> _Stored data entries_
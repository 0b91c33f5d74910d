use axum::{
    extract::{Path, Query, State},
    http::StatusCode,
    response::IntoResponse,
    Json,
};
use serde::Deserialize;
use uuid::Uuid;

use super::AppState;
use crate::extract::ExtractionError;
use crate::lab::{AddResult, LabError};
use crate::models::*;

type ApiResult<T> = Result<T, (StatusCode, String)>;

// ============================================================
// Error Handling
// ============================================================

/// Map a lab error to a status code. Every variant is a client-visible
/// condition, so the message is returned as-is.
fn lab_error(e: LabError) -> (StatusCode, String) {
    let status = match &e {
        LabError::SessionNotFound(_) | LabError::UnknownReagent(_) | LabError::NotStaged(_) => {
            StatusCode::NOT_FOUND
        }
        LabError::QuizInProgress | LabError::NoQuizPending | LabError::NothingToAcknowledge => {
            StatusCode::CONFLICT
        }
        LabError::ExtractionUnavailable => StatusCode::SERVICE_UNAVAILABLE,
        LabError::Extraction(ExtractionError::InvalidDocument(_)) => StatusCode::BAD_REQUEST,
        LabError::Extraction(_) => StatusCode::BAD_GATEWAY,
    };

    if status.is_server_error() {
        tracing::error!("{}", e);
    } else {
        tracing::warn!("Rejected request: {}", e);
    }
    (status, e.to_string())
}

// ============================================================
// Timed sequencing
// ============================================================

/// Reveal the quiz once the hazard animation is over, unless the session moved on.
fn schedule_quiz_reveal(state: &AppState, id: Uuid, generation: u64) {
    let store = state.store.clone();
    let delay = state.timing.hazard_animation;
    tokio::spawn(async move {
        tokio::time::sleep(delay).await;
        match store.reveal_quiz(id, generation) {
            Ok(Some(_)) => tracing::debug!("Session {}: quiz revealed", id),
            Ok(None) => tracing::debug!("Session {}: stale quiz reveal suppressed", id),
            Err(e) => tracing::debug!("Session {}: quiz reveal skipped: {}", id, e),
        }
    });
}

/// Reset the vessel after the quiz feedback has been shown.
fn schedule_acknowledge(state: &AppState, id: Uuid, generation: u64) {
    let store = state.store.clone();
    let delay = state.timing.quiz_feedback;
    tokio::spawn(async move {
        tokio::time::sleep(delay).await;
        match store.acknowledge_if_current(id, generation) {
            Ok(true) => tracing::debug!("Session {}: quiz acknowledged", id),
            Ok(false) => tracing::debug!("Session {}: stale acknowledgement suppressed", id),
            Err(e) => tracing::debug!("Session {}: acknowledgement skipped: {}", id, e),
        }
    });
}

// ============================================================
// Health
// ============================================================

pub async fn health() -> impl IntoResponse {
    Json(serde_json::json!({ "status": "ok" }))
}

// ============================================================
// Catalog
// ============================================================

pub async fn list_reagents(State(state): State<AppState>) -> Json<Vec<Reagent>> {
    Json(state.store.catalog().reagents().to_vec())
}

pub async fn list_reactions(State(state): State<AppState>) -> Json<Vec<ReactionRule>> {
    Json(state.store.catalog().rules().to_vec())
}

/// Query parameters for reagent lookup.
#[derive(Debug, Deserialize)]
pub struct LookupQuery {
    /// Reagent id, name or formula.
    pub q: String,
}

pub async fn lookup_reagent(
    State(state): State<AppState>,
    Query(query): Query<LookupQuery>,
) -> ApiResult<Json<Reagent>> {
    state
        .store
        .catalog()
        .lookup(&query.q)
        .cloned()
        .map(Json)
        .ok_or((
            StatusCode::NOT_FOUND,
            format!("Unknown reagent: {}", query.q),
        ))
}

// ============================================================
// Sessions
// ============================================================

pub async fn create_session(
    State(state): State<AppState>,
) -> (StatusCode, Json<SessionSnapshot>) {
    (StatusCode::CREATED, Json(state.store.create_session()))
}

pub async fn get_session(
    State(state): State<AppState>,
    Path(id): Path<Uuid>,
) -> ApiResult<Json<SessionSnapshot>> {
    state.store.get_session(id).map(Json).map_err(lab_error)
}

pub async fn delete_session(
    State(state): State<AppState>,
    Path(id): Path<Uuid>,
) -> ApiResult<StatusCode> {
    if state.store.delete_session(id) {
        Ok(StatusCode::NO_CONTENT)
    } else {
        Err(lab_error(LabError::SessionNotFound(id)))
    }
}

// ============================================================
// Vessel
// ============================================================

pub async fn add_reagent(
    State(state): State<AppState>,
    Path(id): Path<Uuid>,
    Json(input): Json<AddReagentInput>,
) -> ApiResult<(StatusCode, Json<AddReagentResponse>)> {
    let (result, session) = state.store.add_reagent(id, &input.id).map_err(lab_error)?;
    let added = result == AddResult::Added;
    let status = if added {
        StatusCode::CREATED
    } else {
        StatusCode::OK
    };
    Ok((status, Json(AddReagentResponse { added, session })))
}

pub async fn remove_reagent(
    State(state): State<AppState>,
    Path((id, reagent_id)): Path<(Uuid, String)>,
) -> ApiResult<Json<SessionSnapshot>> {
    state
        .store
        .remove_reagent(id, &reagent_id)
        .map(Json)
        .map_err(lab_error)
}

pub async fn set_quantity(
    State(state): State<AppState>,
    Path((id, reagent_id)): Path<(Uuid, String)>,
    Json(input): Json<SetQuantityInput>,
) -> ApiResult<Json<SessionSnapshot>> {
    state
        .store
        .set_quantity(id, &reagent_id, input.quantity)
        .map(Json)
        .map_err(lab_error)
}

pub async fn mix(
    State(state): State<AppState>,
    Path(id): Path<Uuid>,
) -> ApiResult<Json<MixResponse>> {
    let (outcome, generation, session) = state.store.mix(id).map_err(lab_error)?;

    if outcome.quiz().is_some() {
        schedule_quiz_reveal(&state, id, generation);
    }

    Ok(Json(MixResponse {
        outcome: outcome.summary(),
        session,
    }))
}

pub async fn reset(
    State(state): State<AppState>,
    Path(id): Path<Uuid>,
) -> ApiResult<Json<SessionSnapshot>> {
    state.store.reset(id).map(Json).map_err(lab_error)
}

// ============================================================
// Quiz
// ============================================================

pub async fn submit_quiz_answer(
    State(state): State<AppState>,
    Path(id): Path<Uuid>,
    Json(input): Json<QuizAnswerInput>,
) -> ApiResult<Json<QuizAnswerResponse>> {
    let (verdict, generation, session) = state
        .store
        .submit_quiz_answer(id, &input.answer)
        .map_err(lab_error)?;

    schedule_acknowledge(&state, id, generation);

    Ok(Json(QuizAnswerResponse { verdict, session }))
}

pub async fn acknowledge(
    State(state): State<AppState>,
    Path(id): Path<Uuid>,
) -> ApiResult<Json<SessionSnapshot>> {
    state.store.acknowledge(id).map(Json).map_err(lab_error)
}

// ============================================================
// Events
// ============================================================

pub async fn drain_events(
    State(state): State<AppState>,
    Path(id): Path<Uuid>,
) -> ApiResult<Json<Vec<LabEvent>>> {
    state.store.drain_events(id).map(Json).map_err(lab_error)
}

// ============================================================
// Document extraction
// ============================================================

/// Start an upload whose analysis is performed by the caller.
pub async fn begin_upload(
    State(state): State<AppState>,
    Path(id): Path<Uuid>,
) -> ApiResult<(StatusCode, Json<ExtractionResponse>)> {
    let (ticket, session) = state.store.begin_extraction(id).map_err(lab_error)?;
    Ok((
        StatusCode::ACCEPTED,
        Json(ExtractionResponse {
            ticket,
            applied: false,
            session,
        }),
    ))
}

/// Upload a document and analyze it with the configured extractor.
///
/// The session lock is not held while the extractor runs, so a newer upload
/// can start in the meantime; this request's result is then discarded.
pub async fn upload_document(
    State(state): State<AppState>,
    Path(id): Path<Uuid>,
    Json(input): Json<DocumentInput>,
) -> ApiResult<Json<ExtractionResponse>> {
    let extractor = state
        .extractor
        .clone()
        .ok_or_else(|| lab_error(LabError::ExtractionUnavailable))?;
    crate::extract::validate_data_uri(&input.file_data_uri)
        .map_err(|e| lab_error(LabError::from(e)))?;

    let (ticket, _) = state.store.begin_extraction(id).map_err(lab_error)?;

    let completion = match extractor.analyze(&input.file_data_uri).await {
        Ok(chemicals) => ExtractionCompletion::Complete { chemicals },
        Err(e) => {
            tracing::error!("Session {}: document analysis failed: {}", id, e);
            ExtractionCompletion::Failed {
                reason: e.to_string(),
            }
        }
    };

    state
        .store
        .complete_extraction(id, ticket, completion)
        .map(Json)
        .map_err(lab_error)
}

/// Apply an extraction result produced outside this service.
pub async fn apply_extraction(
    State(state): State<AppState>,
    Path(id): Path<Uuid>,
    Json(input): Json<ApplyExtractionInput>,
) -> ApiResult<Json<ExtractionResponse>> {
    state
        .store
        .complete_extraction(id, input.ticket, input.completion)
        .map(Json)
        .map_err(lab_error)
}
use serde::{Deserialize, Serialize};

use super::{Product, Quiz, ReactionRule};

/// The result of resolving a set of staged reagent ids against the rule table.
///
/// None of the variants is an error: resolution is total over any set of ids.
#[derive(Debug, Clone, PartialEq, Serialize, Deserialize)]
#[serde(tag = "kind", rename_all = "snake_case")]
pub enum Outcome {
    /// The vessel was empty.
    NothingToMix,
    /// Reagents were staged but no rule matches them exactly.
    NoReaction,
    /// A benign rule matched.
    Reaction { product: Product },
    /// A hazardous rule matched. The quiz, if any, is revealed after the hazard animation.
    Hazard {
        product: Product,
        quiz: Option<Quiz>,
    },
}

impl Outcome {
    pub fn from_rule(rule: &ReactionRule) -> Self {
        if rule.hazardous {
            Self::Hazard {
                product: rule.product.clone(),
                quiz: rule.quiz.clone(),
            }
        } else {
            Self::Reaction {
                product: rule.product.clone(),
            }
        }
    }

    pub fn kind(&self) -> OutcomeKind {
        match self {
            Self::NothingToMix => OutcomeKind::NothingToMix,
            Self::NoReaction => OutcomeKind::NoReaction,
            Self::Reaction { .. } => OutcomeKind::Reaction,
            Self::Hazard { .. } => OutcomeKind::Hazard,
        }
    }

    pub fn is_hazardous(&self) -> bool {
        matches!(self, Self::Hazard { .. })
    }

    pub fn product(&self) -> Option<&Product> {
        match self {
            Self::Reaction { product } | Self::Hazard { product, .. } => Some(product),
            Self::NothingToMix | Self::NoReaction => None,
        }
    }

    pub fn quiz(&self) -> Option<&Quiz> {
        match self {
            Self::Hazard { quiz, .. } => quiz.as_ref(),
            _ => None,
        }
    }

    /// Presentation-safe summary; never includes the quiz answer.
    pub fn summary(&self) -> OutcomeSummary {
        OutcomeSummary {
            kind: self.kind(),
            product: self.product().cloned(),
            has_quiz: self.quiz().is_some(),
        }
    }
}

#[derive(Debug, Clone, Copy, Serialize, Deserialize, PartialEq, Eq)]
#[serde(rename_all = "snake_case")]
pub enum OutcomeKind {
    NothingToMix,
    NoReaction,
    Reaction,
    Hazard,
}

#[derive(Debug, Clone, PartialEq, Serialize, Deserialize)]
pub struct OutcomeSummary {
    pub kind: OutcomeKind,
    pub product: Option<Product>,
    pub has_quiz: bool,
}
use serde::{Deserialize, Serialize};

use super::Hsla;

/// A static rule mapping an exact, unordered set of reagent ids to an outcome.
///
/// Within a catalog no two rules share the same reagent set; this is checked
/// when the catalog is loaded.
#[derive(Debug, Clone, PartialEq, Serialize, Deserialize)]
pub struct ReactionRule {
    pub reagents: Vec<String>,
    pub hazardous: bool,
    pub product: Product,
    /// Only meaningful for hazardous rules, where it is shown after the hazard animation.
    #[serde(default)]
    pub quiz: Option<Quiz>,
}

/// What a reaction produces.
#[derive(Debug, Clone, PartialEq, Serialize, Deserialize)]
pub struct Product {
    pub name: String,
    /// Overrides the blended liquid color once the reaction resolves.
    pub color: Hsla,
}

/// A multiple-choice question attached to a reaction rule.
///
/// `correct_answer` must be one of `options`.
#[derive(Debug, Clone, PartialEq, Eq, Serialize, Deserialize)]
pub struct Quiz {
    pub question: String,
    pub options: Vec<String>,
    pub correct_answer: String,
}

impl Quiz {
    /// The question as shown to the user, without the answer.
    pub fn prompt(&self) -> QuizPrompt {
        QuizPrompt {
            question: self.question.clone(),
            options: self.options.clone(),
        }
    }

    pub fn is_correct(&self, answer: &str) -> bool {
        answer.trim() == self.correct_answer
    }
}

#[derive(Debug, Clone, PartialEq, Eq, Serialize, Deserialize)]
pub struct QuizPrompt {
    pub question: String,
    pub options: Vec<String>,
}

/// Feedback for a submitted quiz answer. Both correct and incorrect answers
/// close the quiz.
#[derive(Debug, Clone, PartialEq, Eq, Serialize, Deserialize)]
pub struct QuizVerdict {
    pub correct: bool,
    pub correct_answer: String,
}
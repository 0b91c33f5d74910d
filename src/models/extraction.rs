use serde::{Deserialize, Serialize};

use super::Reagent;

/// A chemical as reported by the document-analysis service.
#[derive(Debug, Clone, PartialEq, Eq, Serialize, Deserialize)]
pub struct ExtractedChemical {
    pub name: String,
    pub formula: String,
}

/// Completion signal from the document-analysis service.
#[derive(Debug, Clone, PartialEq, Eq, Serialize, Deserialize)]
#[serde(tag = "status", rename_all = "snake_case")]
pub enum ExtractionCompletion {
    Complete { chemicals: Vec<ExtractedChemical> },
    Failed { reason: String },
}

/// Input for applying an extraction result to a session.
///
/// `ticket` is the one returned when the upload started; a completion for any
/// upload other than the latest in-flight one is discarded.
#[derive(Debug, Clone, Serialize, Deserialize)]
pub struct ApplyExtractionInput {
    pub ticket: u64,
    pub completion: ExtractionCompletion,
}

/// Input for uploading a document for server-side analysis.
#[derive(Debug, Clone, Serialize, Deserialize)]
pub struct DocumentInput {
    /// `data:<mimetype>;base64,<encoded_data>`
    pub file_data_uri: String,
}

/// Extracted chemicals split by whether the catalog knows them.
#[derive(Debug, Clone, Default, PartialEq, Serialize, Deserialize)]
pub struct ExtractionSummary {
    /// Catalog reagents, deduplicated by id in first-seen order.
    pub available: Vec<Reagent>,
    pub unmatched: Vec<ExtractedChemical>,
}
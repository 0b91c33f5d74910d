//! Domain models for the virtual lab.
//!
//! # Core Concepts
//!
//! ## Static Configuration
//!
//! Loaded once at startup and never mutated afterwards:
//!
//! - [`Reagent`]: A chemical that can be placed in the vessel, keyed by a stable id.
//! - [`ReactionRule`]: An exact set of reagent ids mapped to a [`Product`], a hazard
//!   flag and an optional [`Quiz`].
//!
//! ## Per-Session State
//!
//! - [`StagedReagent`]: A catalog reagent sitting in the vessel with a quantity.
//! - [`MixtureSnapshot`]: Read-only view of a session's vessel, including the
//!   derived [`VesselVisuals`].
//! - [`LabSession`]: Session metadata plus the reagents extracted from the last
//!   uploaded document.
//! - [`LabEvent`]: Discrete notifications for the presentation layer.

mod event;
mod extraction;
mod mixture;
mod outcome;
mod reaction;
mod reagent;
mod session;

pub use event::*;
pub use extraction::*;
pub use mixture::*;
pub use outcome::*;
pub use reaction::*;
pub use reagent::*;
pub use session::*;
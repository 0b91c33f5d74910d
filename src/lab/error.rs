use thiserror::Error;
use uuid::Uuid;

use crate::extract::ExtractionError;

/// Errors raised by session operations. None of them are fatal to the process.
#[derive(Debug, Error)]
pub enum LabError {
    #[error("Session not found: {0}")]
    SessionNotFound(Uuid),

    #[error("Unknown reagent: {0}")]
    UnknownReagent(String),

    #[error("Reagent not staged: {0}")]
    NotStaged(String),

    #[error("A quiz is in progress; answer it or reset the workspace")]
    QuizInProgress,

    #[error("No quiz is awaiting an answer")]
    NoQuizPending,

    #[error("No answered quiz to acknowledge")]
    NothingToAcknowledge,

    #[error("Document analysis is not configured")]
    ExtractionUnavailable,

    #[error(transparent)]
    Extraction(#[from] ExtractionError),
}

> _ACTIVITY_
Scan the records for the string "configured" and show every line that contains it.

> _RESPONSE AREA_
/// Upload a document and analyze it with the configured extractor.
    #[error("Document analysis is not configured")]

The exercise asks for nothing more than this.